The book “Participation in Petroleum Development, Towards Sustainable community Development in the Niger Delta” by Eseme-Alabo Dr. Edward Bristol-Alagbariya is essential for key oil industry experts, administrators, scholars and students who wants to gain further insight on how the Niger Delta can benefit from oil exploration and exploitation. The Tide, beginning from this edition, run excerpts of the book. Enjoy it.

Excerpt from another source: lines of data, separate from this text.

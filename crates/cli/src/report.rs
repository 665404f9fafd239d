//! Run output: results files, metrics textfile and console reports.

use std::fs;
use std::path::{Path, PathBuf};

use anyhow::{Context, Result};
use chrono::{DateTime, Utc};
use prometheus::{Encoder, Registry, TextEncoder};
use serde::Serialize;
use sha2::{Digest, Sha256};
use warmer_core::ledger::StatusCounts;
use warmer_core::{metrics, Config, LedgerStats, RunPlan, RunSummary, SanitizedConfig};

/// Short hash of the effective configuration, secrets excluded.
pub fn config_hash(config: &Config) -> String {
    let sanitized = SanitizedConfig::from(config);
    let json = serde_json::to_string(&sanitized).unwrap_or_default();
    let hash = format!("{:x}", Sha256::digest(json.as_bytes()));
    hash[..16].to_string()
}

#[derive(Serialize)]
struct ResultsFile<'a> {
    version: &'a str,
    config_hash: &'a str,
    #[serde(flatten)]
    summary: &'a RunSummary,
}

fn results_file_name(finished_at: DateTime<Utc>) -> String {
    format!("results_{}.json", finished_at.format("%Y%m%d_%H%M%S"))
}

/// Write `summary` as `results_<timestamp>.json` under `dir`.
pub fn write_results(dir: &Path, summary: &RunSummary, config_hash: &str) -> Result<PathBuf> {
    fs::create_dir_all(dir)
        .with_context(|| format!("Failed to create results directory {}", dir.display()))?;

    let path = dir.join(results_file_name(summary.finished_at));
    let file = ResultsFile {
        version: env!("CARGO_PKG_VERSION"),
        config_hash,
        summary,
    };
    let json = serde_json::to_string_pretty(&file).context("Failed to serialize run summary")?;
    fs::write(&path, json).with_context(|| format!("Failed to write {}", path.display()))?;
    Ok(path)
}

/// Write all core metrics in the Prometheus text format, replacing `path` atomically.
pub fn write_metrics_textfile(path: &Path) -> Result<()> {
    let registry = Registry::new();
    for metric in metrics::all_metrics() {
        registry
            .register(metric)
            .context("Failed to register metric")?;
    }

    let mut buffer = Vec::new();
    TextEncoder::new()
        .encode(&registry.gather(), &mut buffer)
        .context("Failed to encode metrics")?;

    if let Some(parent) = path.parent() {
        fs::create_dir_all(parent)
            .with_context(|| format!("Failed to create {}", parent.display()))?;
    }
    let tmp = path.with_extension("prom.tmp");
    fs::write(&tmp, buffer).with_context(|| format!("Failed to write {}", tmp.display()))?;
    fs::rename(&tmp, path).with_context(|| format!("Failed to replace {}", path.display()))?;
    Ok(())
}

fn status_line(label: &str, counts: &StatusCounts) -> String {
    format!(
        "{:<15} {:>8} total  {:>8} success  {:>8} failed  {:>8} pending  {:>8} stale  ({:.1}% cached)",
        label,
        counts.total,
        counts.success,
        counts.failed,
        counts.pending,
        counts.stale,
        counts.success_rate()
    )
}

pub fn render_stats(stats: &LedgerStats) -> String {
    let mut out = Vec::new();
    out.push(format!(
        "Ledger statistics ({} backend, collected {})",
        stats.backend,
        stats.collected_at.format("%Y-%m-%d %H:%M:%S UTC")
    ));
    out.push(status_line("Artists", &stats.artists));
    out.push(status_line("Release groups", &stats.release_groups));
    out.push(format!(
        "{:<15} {:>8} attempted {:>7} success  {:>8} stale",
        "Text search", stats.text_search_attempted, stats.text_search_success, stats.text_search_stale
    ));
    if stats.recheck_hours == 0 {
        out.push("Freshness re-checks disabled".to_string());
    } else {
        out.push(format!("Freshness window: {} hours", stats.recheck_hours));
    }
    out.join("\n")
}

pub fn render_plan(plan: &RunPlan) -> String {
    let mut out = Vec::new();
    out.push(format!(
        "Dry run{}: {} new artists, {} new release groups from inventory",
        if plan.discovery { " (discovery mode)" } else { "" },
        plan.sync.artists_new,
        plan.sync.release_groups_new
    ));
    if let Some(manual) = &plan.manual {
        out.push(format!(
            "Manual entries: {} new artists, {} new release groups",
            manual.artists_new, manual.release_groups_new
        ));
    }
    for phase in &plan.phases {
        out.push(format!(
            "{:<15} {:>8} to probe  (new {}, retry {}, forced {}, stale {})",
            phase.phase.as_str(),
            phase.selected,
            phase.selection.new,
            phase.selection.failed_retry,
            phase.selection.forced,
            phase.selection.stale
        ));
    }
    for skipped in &plan.skipped {
        out.push(format!("{:<15} skipped ({:?})", skipped.phase.as_str(), skipped.reason));
    }
    out.join("\n")
}
//! Mock upstream inventory for testing.

use async_trait::async_trait;
use std::collections::HashMap;
use std::sync::Arc;
use tokio::sync::RwLock;

use crate::inventory::{Inventory, InventoryArtist, InventoryError, InventoryReleaseGroup};

/// Mock implementation of the Inventory trait.
///
/// Serves a configurable catalog, records which artists had their release
/// groups listed, and can fail the next call.
#[derive(Debug)]
pub struct MockInventory {
    artists: Arc<RwLock<Vec<InventoryArtist>>>,
    release_groups: Arc<RwLock<HashMap<String, Vec<InventoryReleaseGroup>>>>,
    /// Artist ids passed to `list_release_groups`.
    release_group_queries: Arc<RwLock<Vec<String>>>,
    /// If set, the next call fails with this error.
    next_error: Arc<RwLock<Option<InventoryError>>>,
}

impl Default for MockInventory {
    fn default() -> Self {
        Self::new()
    }
}

impl MockInventory {
    /// Create an empty inventory.
    pub fn new() -> Self {
        Self {
            artists: Arc::new(RwLock::new(Vec::new())),
            release_groups: Arc::new(RwLock::new(HashMap::new())),
            release_group_queries: Arc::new(RwLock::new(Vec::new())),
            next_error: Arc::new(RwLock::new(None)),
        }
    }

    pub async fn add_artist(&self, artist: InventoryArtist) {
        self.artists.write().await.push(artist);
    }

    pub async fn add_release_group(&self, artist_id: &str, release_group: InventoryReleaseGroup) {
        self.release_groups
            .write()
            .await
            .entry(artist_id.to_string())
            .or_default()
            .push(release_group);
    }

    /// Make the next call fail.
    pub async fn set_next_error(&self, error: InventoryError) {
        *self.next_error.write().await = Some(error);
    }

    pub async fn recorded_release_group_queries(&self) -> Vec<String> {
        self.release_group_queries.read().await.clone()
    }

    async fn take_error(&self) -> Result<(), InventoryError> {
        match self.next_error.write().await.take() {
            Some(error) => Err(error),
            None => Ok(()),
        }
    }
}

#[async_trait]
impl Inventory for MockInventory {
    async fn list_artists(&self) -> Result<Vec<InventoryArtist>, InventoryError> {
        self.take_error().await?;
        Ok(self.artists.read().await.clone())
    }

    async fn list_release_groups(
        &self,
        artist_id: &str,
    ) -> Result<Vec<InventoryReleaseGroup>, InventoryError> {
        self.take_error().await?;
        self.release_group_queries
            .write()
            .await
            .push(artist_id.to_string());
        Ok(self
            .release_groups
            .read()
            .await
            .get(artist_id)
            .cloned()
            .unwrap_or_default())
    }
}
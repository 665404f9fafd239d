pub mod config;
pub mod freshness;
pub mod inventory;
pub mod ledger;
pub mod manual;
pub mod metrics;
pub mod normalize;
pub mod orchestrator;
pub mod probe;
#[cfg(any(test, feature = "testing"))]
pub mod testing;

pub use config::{
    load_config, load_config_from_str, validate_config, Config, ConfigError, LedgerBackend,
    SanitizedConfig,
};
pub use freshness::{is_stale, FreshnessPolicy};
pub use inventory::{Inventory, InventoryError, InventorySnapshot, LidarrClient};
pub use ledger::{open_ledger, LedgerError, LedgerStats, LedgerStore};
pub use normalize::normalize;
pub use orchestrator::{ForceOverrides, OrchestratorError, RunPlan, RunSummary, WarmingOrchestrator};
pub use probe::{HttpProber, Phase, PhaseSummary, Prober, StopHandle};
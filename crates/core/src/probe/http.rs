//! reqwest-backed prober for the warmed metadata API.

use std::time::Duration;

use async_trait::async_trait;
use reqwest::Client;
use tokio::time::Instant;
use tracing::{debug, warn};

use super::{HealthReport, ProbeError, ProbeOutcome, ProbeTarget, Prober};
use crate::config::ProbeConfig;

/// Prober issuing plain GET requests; only the status code is inspected.
pub struct HttpProber {
    client: Client,
    base_url: String,
}

impl HttpProber {
    pub fn new(config: &ProbeConfig) -> Result<Self, ProbeError> {
        let client = Client::builder()
            .user_agent(format!("lidarr-cache-warmer/{}", env!("CARGO_PKG_VERSION")))
            .timeout(Duration::from_secs(config.timeout_secs))
            .build()
            .map_err(|e| ProbeError::Client(e.to_string()))?;

        Ok(Self {
            client,
            base_url: config.target_base_url.trim_end_matches('/').to_string(),
        })
    }

    pub fn base_url(&self) -> &str {
        &self.base_url
    }

    /// GET the API root. The API counts as available when it answers below 500.
    pub async fn health_check(&self) -> HealthReport {
        let started = Instant::now();
        let result = self.client.get(&self.base_url).send().await;
        let latency_ms = started.elapsed().as_millis() as u64;

        match result {
            Ok(response) => {
                let status = response.status().as_u16();
                debug!(status, latency_ms, "Target API health check");
                HealthReport {
                    available: status < 500,
                    status_code: Some(status),
                    latency_ms,
                    error: None,
                }
            }
            Err(e) => {
                warn!(error = %e, "Target API health check failed");
                HealthReport {
                    available: false,
                    status_code: None,
                    latency_ms,
                    error: Some(e.to_string()),
                }
            }
        }
    }
}

/// Short failure kind for a transport error.
fn error_kind(error: &reqwest::Error) -> &'static str {
    if error.is_connect() {
        "connect"
    } else if error.is_redirect() {
        "redirect"
    } else if error.is_body() || error.is_decode() {
        "body"
    } else if error.is_request() {
        "request"
    } else {
        "other"
    }
}

#[async_trait]
impl Prober for HttpProber {
    async fn probe(&self, target: &ProbeTarget) -> ProbeOutcome {
        let url = target.url(&self.base_url);

        match self.client.get(&url).send().await {
            Ok(response) => {
                let status = response.status().as_u16();
                // Drain the body so the connection can be reused.
                let _ = response.bytes().await;
                ProbeOutcome::Status(status)
            }
            Err(e) if e.is_timeout() => ProbeOutcome::Timeout,
            Err(e) => {
                debug!(url = %url, error = %e, "Probe request failed");
                ProbeOutcome::ConnectionError(error_kind(&e).to_string())
            }
        }
    }
}

#[cfg(test)]
mod tests {
    use super::*;

    #[test]
    fn test_new_trims_base_url() {
        let config = ProbeConfig {
            target_base_url: "https://api.example.test/v1/".to_string(),
            ..ProbeConfig::default()
        };
        let prober = HttpProber::new(&config).unwrap();
        assert_eq!(prober.base_url(), "https://api.example.test/v1");
    }

    #[tokio::test]
    async fn test_unreachable_host_is_connection_error() {
        let config = ProbeConfig {
            target_base_url: "http://127.0.0.1:1".to_string(),
            timeout_secs: 2,
            ..ProbeConfig::default()
        };
        let prober = HttpProber::new(&config).unwrap();

        let outcome = prober.probe(&ProbeTarget::artist("abc")).await;
        assert!(matches!(
            outcome,
            ProbeOutcome::ConnectionError(_) | ProbeOutcome::Timeout
        ));

        let health = prober.health_check().await;
        assert!(!health.available);
        assert!(health.error.is_some());
    }

    #[tokio::test]
    async fn test_probe_reports_status_codes() {
        use crate::testing::{StubResponse, StubServer};

        let server = StubServer::start(vec![
            ("/artist/a1".to_string(), StubResponse::json(200, "{}")),
            ("/album/rg1".to_string(), StubResponse::status(503)),
            ("/search".to_string(), StubResponse::json(200, "[]")),
        ])
        .await
        .unwrap();
        let config = ProbeConfig {
            target_base_url: server.url(),
            ..ProbeConfig::default()
        };
        let prober = HttpProber::new(&config).unwrap();

        assert!(prober.probe(&ProbeTarget::artist("a1")).await.is_success());
        assert_eq!(
            prober.probe(&ProbeTarget::release_group("rg1")).await,
            ProbeOutcome::Status(503)
        );
        assert_eq!(
            prober.probe(&ProbeTarget::artist("missing")).await,
            ProbeOutcome::Status(404)
        );
        assert!(prober
            .probe(&ProbeTarget::text_search("Sigur Rós"))
            .await
            .is_success());

        let requests = server.requests().await;
        let search = requests.iter().find(|r| r.path == "/search").unwrap();
        assert_eq!(
            search.query.as_deref(),
            Some("type=all&query=Sigur%20R%C3%B3s")
        );
        assert!(search
            .header("user-agent")
            .unwrap()
            .starts_with("lidarr-cache-warmer/"));

        assert!(prober.health_check().await.available);
    }
}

The Federal Government’s contribution to social investments through its JV partners does not relieve the government of its direct and traditional responsibility of providing public utilities in oil-producing areas and other areas of the federation. Besides, as expressed in Chapters 1 and 7, corporate accountability (ie, corporate environmental and social performance) should take place in a transparent and stable regulatory framework. It is the responsibility of government to develop this framework in accordance with the provisions of Article 29 of the Declaration of the World Summit for Sustainable Development (WSSD), i.e. the Johannesburg Declaration on SD, 2002. By emphasising CSR and IA, and thus the inevitable role of government, the author demonstrates how the IA process may improve environmental decision making. This shows that the MNOCs need to improve upon their social and environmental performances, and that GSR is needed to ensure proper regulation of the MNOCs, and to boost well-designed CSR measures in the course of petroleum development. The cries of neglect from the ordinary citizens of Bonny in the course of community consultations (CCs) designed into the IA process of the Shell Nigeria BTIP expressed in Chapter 8, demonstrate the weakness of prevailing CCs in IA petroleum development projects in the Delta region. These cries deserve to be addressed by an improved Social Impact Assessment (SIA) regime, namely strategic social impact assessment (SSIA), designed to achieve environmentally-sound and socially-equitable SCD, given that an underlining factor of the crises in the Delta region is lack of or inadequate SIA in the course of petroleum development in the region. This calls for the practice of strategic SIA through the introduction of SEA in the federation.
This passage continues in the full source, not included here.